Tuesday, December 18, 2012

Sandy Hook

The tragedy of Sandy Hook has affected me like no other.  I can't wrap my head around it.  The first two days after it happened, I couldn't watch the details on the news or look at the pictures of the victims without feeling sick to my stomach.  On Sunday, I finally brought myself to read the details and look at the pictures of the twenty children and the six adults who died with them and it still made me feel sick.  The funerals are beginning now and seeing those little coffins and grieving parents brings me to tears.  When I see pictures of their little smiling faces, I can't help but see my grandchilden's faces...and can not imagine a world without them.

What kind of monster guns down his own mother and then goes on to slaughter 20 six and seven year-olds in their classrooms?  Children are supposed to be safe in school.  My daughter drops her kids off at school every morning and goes about her business without worry.  Imagine the horror of learning your child was gunned down in kindergarten.  What of the children who survived seeing their friends and classmates murdered before their eyes?  Terrifying can't begin to describe it.

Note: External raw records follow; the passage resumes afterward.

use std::fmt::Write as _;

use colored::Colorize;

use planhist_blame::{BlameData, BlameNodeData, BlameOptions, BlameScanner};
use planhist_changes::{ChangeListBuilder, ChangeListOptions, ChangeRow, ProjectChangeList};
use planhist_history::{DirectoryHistory, VersionHistory};
use planhist_types::{NodeId, ProjectSnapshot, TreeKind};

use crate::cli::*;
use crate::config::Config;

pub fn run_command(cli: Cli) -> anyhow::Result<()> {
    match cli.command {
        Command::Changes(ref args) => cmd_changes(&cli, args),
        Command::Blame(ref args) => cmd_blame(&cli, args),
    }
}

fn cmd_changes(cli: &Cli, args: &ChangesArgs) -> anyhow::Result<()> {
    let config = Config::load(cli.config.as_deref(), &args.dir)?;
    let history = DirectoryHistory::open(&args.dir)?;
    let options = changes_options(config.changes.clone(), args);
    let context = config.context();
    let list = ChangeListBuilder::new(options, &context).build(&history)?;

    match cli.format {
        OutputFormat::Json => println!("{}", serde_json::to_string_pretty(&list)?),
        OutputFormat::Text => print!("{}", render_changes(&list)),
    }
    Ok(())
}

fn cmd_blame(cli: &Cli, args: &BlameArgs) -> anyhow::Result<()> {
    let config = Config::load(cli.config.as_deref(), &args.dir)?;
    let history = DirectoryHistory::open(&args.dir)?;
    let options = blame_options(config.blame.clone(), args);
    let context = config.context();
    let data = BlameScanner::new(options, &context).scan(&history)?;
    let node = args.node.map(NodeId::new);

    match cli.format {
        OutputFormat::Json => match node {
            Some(id) => {
                let nodes: Vec<(TreeKind, Option<&BlameNodeData>)> = TreeKind::ALL
                    .iter()
                    .map(|kind| (*kind, data.node(*kind, id)))
                    .filter(|(_, found)| found.is_some())
                    .collect();
                println!("{}", serde_json::to_string_pretty(&nodes)?);
            }
            None => println!("{}", serde_json::to_string_pretty(&data)?),
        },
        OutputFormat::Text => {
            let latest = latest_snapshot(&history);
            print!("{}", render_blame(&data, latest.as_ref(), node));
        }
    }
    Ok(())
}

fn changes_options(mut options: ChangeListOptions, args: &ChangesArgs) -> ChangeListOptions {
    if let Some(min) = args.min {
        options.min_changes = min;
    }
    if let Some(before) = args.before {
        options.on_or_before = Some(before);
    }
    if let Some(offset) = args.utc_offset {
        options.utc_offset_minutes = offset;
    }
    options.force_full_days |= args.full_days;
    options.merge_consecutive |= args.merge;
    options
}

fn blame_options(mut options: BlameOptions, args: &BlameArgs) -> BlameOptions {
    if let Some(since) = args.since {
        options.since = Some(since);
    }
    if args.workflows && !options.trees.contains(&TreeKind::Workflows) {
        options.trees.push(TreeKind::Workflows);
    }
    options
}

/// The newest retained snapshot, used only to label nodes.
fn latest_snapshot<H: VersionHistory>(history: &H) -> Option<ProjectSnapshot> {
    let versions = history.versions_oldest_first().ok()?;
    versions
        .iter()
        .rev()
        .find_map(|v| history.fetch_snapshot(&v.id).ok())
}

fn render_row(row: &ChangeRow) -> String {
    let indent = "  ".repeat(row.indent + 1);
    let marker = match row.icon.as_deref() {
        Some("node-added" | "person-added") => "+".green(),
        Some("node-deleted" | "person-removed") => "-".red(),
        Some("node-moved" | "node-renamed" | "time-changed") => "~".yellow(),
        _ => " ".normal(),
    };
    if row.indent == 0 {
        format!("{indent}{}", row.message.bold())
    } else {
        format!("{indent}{marker} {}", row.message)
    }
}

pub fn render_changes(list: &ProjectChangeList) -> String {
    let mut out = String::new();
    if list.is_empty() {
        out.push_str("No changes.\n");
        return out;
    }
    for change in list.iter() {
        let when = change.timestamp().format("%Y-%m-%d %H:%M");
        let _ = writeln!(out, "{} {}", when.to_string().dimmed(), change.author().yellow());
        for row in change.rows() {
            let _ = writeln!(out, "{}", render_row(&row));
        }
    }
    if let Some(next) = list.followup_timestamp() {
        let _ = writeln!(
            out,
            "\nMore changes available: rerun with {}",
            format!("--before {}", next.to_rfc3339()).cyan()
        );
    }
    out
}

pub fn render_blame(
    data: &BlameData,
    latest: Option<&ProjectSnapshot>,
    only: Option<NodeId>,
) -> String {
    let mut out = String::new();
    for kind in TreeKind::ALL {
        let Some(model) = data.model(kind) else {
            continue;
        };
        for (id, node) in model.iter() {
            if only.is_some_and(|wanted| wanted != id) || node.is_empty() {
                continue;
            }
            let path = latest
                .map(|s| s.tree(kind))
                .filter(|tree| tree.contains(id))
                .map(|tree| tree.path(id))
                .unwrap_or_default();
            let _ = writeln!(out, "{} {} {}", kind.to_string().dimmed(), id.to_string().yellow(), path.bold());
            render_node(&mut out, node);
        }
    }
    if out.is_empty() {
        out.push_str("No blame recorded.\n");
    }
    out
}

fn render_node(out: &mut String, node: &BlameNodeData) {
    if let Some(point) = node.added_by() {
        let _ = writeln!(out, "  {} {point}", "added by".green());
    }
    for (child, deleted) in node.deleted_children() {
        let _ = writeln!(
            out,
            "  {} {} ({child}) {}",
            "deleted".red(),
            deleted.name,
            deleted.point
        );
    }
    for (attr, values) in node.attributes() {
        let _ = writeln!(out, "  {}", attr.cyan());
        for entry in values.entries() {
            let value = entry.value.as_deref().unwrap_or("(none)");
            let _ = writeln!(out, "    {value}  {}", entry.point.to_string().dimmed());
        }
    }
}

#[cfg(test)]
mod tests {
    use super::*;
    use chrono::{DateTime, TimeZone, Utc};
    use planhist_history::InMemoryHistory;
    use planhist_types::{ReportContext, SnapshotBuilder, TeamMember, TeamRoster};

    fn at(day: u32) -> DateTime<Utc> {
        Utc.with_ymd_and_hms(2024, 8, day, 9, 0, 0).unwrap()
    }

    fn snapshot(extra: bool, hours: &str) -> ProjectSnapshot {
        let mut builder = SnapshotBuilder::new("WBS")
            .node(NodeId::ROOT, 1, "Design")
            .attr(1, "ab-Time", hours);
        if extra {
            builder = builder.node(NodeId::ROOT, 2, "Review");
        }
        let team = TeamRoster::new(vec![TeamMember::new("ab", "Alice Brown")]);
        ProjectSnapshot::new(team, builder.build().unwrap())
    }

    fn history() -> InMemoryHistory {
        let mut history = InMemoryHistory::new();
        history.record("alice", at(1), &snapshot(false, "1")).unwrap();
        history.record("bob", at(2), &snapshot(true, "3")).unwrap();
        history
    }

    #[test]
    fn renders_change_rows() {
        colored::control::set_override(false);
        let context = ReportContext::default();
        let list = ChangeListBuilder::new(ChangeListOptions::default(), &context)
            .build(&history())
            .unwrap();
        let text = render_changes(&list);

        assert!(text.contains("2024-08-02 09:00 bob"));
        assert!(text.contains("+ added Review"));
        assert!(text.contains("time estimate for Alice Brown changed from 1 to 3."));
    }

    #[test]
    fn renders_blame_for_one_node() {
        colored::control::set_override(false);
        let context = ReportContext::default();
        let history = history();
        let data = BlameScanner::new(BlameOptions::default(), &context)
            .scan(&history)
            .unwrap();
        let latest = latest_snapshot(&history);
        let text = render_blame(&data, latest.as_ref(), Some(NodeId::new(2)));

        assert!(text.contains("wbs #2 /Review"));
        assert!(text.contains("added by bob @ 2024-08-02 09:00"));
        assert!(!text.contains("#1"));
    }

    #[test]
    fn flags_override_config() {
        let config = ChangeListOptions {
            min_changes: 5,
            utc_offset_minutes: 60,
            ..Default::default()
        };
        let args = ChangesArgs {
            dir: "hist".into(),
            min: Some(2),
            full_days: true,
            merge: false,
            before: None,
            utc_offset: None,
        };
        let options = changes_options(config, &args);
        assert_eq!(options.min_changes, 2);
        assert_eq!(options.utc_offset_minutes, 60);
        assert!(options.force_full_days);
    }

    #[test]
    fn empty_list_says_so() {
        assert_eq!(render_changes(&ProjectChangeList::default()), "No changes.\n");
    }
}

What kind of society are we, when there are people more concerned with their "right" to own guns than they are with the loss of these children?  The response of decent people is horror and a desire to prevent something like this from happening again, which naturally draws gun control into the conversation.  This is when the gun nuts come out of the woodwork.  There have even been suggestions that we need more guns and that teachers should be armed!  Where is reasoned thought and compassion?

This is not the first mass shooting; there have been others...Columbine, Virginia Tech, Aurora, CO, Oregon mall, Gabrielle Giffords...all in recent memory.  Somehow this one feels even worse.  This one feels personal.  Two mothers wrote a piece examining why, entitled What Six Looks Like. It really hit home.  I too, know what six looks like...it looks like my precious grandchildren and that makes it personal.